Cette exemption, que de nombreux fabricants utilisent aujourd'hui, fait actuellement l’objet de discussions. L'exemption par catégorie applicable aux accords verticaux actuellement en vigueur expirera le 31 mai 2022. Durant le processus de révision, la Commission européenne a en effet exprimé ses préoccupations quant aux éventuelles conséquences négatives de la distribution duale sur le droit de la concurrence. Elle craint plus précisément que le fournisseur et le distributeur (qui sont donc des concurrents lorsqu'ils vendent aux clients finaux) échangent des informations commerciales sensibles, telles que des informations sur les prix, les promotions ou les clients, et coordonnent ainsi leur comportement sur le marché.

Afin de contenir ces effets anticoncurrentiels, la Commission européenne a inclus une condition supplémentaire dans le projet de texte. Les producteurs (et dorénavant aussi les importateurs et les grossistes) devront être en mesure de cocher une « case » supplémentaire.

Dans une situation de distribution duale, si le fournisseur et le distributeur détiennent une part de marché cumulée de plus de 10 %, ils devront respecter des règles spécifiques concernant les échanges d'informations entre eux. On ne sait pas encore quelles seront ces règles, applicables à compter de juin 2022. La Commission européenne renvoie à cet égard à d'autres règlements dans lesquels le sujet sera traité à l'avenir.

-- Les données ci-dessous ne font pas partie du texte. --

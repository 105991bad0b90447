//! Pool accounting under many threads

use std::sync::atomic::{AtomicBool, AtomicUsize, Ordering};
use std::sync::{Arc, Barrier};
use std::thread;
use std::time::Duration;

use modeltask::{DeviceId, DeviceLease, DevicePool, QueuePool};

#[test]
fn test_outstanding_never_exceeds_capacity() {
    // cpu:0 listed twice admits two users of the same device
    let pool = Arc::new(QueuePool::new([
        DeviceId::cpu(0),
        DeviceId::cpu(0),
        DeviceId::cpu(1),
    ]));
    let in_use = Arc::new(AtomicUsize::new(0));
    let peak = Arc::new(AtomicUsize::new(0));
    let threads = 8;
    let barrier = Arc::new(Barrier::new(threads));

    let handles: Vec<_> = (0..threads)
        .map(|_| {
            let pool = Arc::clone(&pool);
            let in_use = Arc::clone(&in_use);
            let peak = Arc::clone(&peak);
            let barrier = Arc::clone(&barrier);
            thread::spawn(move || {
                barrier.wait();
                let mut acquired = 0;
                while acquired < 50 {
                    let Some(lease) = DeviceLease::acquire(pool.as_ref(), Duration::from_millis(50))
                    else {
                        continue;
                    };
                    let now = in_use.fetch_add(1, Ordering::SeqCst) + 1;
                    peak.fetch_max(now, Ordering::SeqCst);
                    thread::yield_now();
                    in_use.fetch_sub(1, Ordering::SeqCst);
                    drop(lease);
                    acquired += 1;
                }
            })
        })
        .collect();

    for handle in handles {
        handle.join().unwrap();
    }

    assert!(peak.load(Ordering::SeqCst) <= 3);
    assert_eq!(pool.available(), 3);
    assert_eq!(pool.outstanding(), 0);

    let mut left = pool.snapshot();
    left.sort();
    assert_eq!(left, vec![DeviceId::cpu(0), DeviceId::cpu(0), DeviceId::cpu(1)]);
}

#[test]
fn test_no_device_held_twice() {
    let pool = Arc::new(QueuePool::cpu(3));
    let held: Arc<Vec<AtomicBool>> = Arc::new((0..3).map(|_| AtomicBool::new(false)).collect());
    let threads = 10;
    let barrier = Arc::new(Barrier::new(threads));

    let handles: Vec<_> = (0..threads)
        .map(|_| {
            let pool = Arc::clone(&pool);
            let held = Arc::clone(&held);
            let barrier = Arc::clone(&barrier);
            thread::spawn(move || {
                barrier.wait();
                let mut acquired = 0;
                while acquired < 100 {
                    let Some(id) = pool.acquire(Duration::from_millis(50)) else {
                        continue;
                    };
                    let DeviceId::Cpu { slot } = id else {
                        panic!("unexpected device {id}");
                    };
                    assert!(
                        !held[slot].swap(true, Ordering::SeqCst),
                        "{id} handed out while already held"
                    );
                    assert!(pool.available() <= pool.capacity());
                    thread::yield_now();
                    held[slot].store(false, Ordering::SeqCst);
                    pool.release(id);
                    acquired += 1;
                }
            })
        })
        .collect();

    for handle in handles {
        handle.join().unwrap();
    }

    assert!(held.iter().all(|h| !h.load(Ordering::SeqCst)));
    assert_eq!(pool.available(), 3);
    let mut left = pool.snapshot();
    left.sort();
    assert_eq!(left, vec![DeviceId::cpu(0), DeviceId::cpu(1), DeviceId::cpu(2)]);
}

#[test]
fn test_waiters_all_served_by_one_device() {
    let pool = Arc::new(QueuePool::cpu(1));
    let served = Arc::new(AtomicUsize::new(0));

    let handles: Vec<_> = (0..4)
        .map(|_| {
            let pool = Arc::clone(&pool);
            let served = Arc::clone(&served);
            thread::spawn(move || {
                let id = pool
                    .acquire(Duration::from_secs(5))
                    .expect("device within timeout");
                thread::sleep(Duration::from_millis(10));
                served.fetch_add(1, Ordering::SeqCst);
                pool.release(id);
            })
        })
        .collect();

    for handle in handles {
        handle.join().unwrap();
    }
    assert_eq!(served.load(Ordering::SeqCst), 4);
    assert_eq!(pool.available(), 1);
}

La situation n'est donc pas claire à l'heure actuelle, ce qui signifie que l’incertitude règne. En tout état de cause, la Commission européenne peut s'attendre à de nombreuses réactions suite à sa proposition concernant la distribution duale. Le message est donc de ne pas paniquer et d'attendre de voir ce que les textes finaux contiendront. Toutefois, il est préférable de suivre cette évolution de près.


Concrètement

  • Les contrats de distribution contiennent souvent toutes sortes de restrictions : approvisionnement exclusif, clauses de non-concurrence, restrictions territoriales, restrictions de clientèle, etc.
  • Si vous utilisez de telles restrictions dans votre contrat de distribution, vous devrez toujours vérifier si elles sont compatibles avec le droit de la concurrence.
  • Un instrument particulièrement important pour mener un tel examen est le règlement européen d'exemption par catégorie applicable aux accords verticaux (Règlement n° 330/2010). Cette exemption par catégorie expirera le 31 mai 2022 et son successeur est en cours de préparation.
  • L'une des modifications les plus frappantes qui ressort des premiers projets de la Commission européenne concerne la distribution duale. La distribution duale est la formule par laquelle le fournisseur (fabricant, importateur, grossiste) est, pour le client final, en concurrence avec les distributeurs indépendants qu'il approvisionne.
  • C'est surtout la question de l'échange d'informations dans la distribution duale qui semble poser problème.
  • Il reste à voir si cette approche plus stricte sera maintenue dans les textes qui seront adoptés. Si tel est le cas, il sera important de vérifier minutieusement si vos contrats de distribution sont conformes aux nouvelles règles.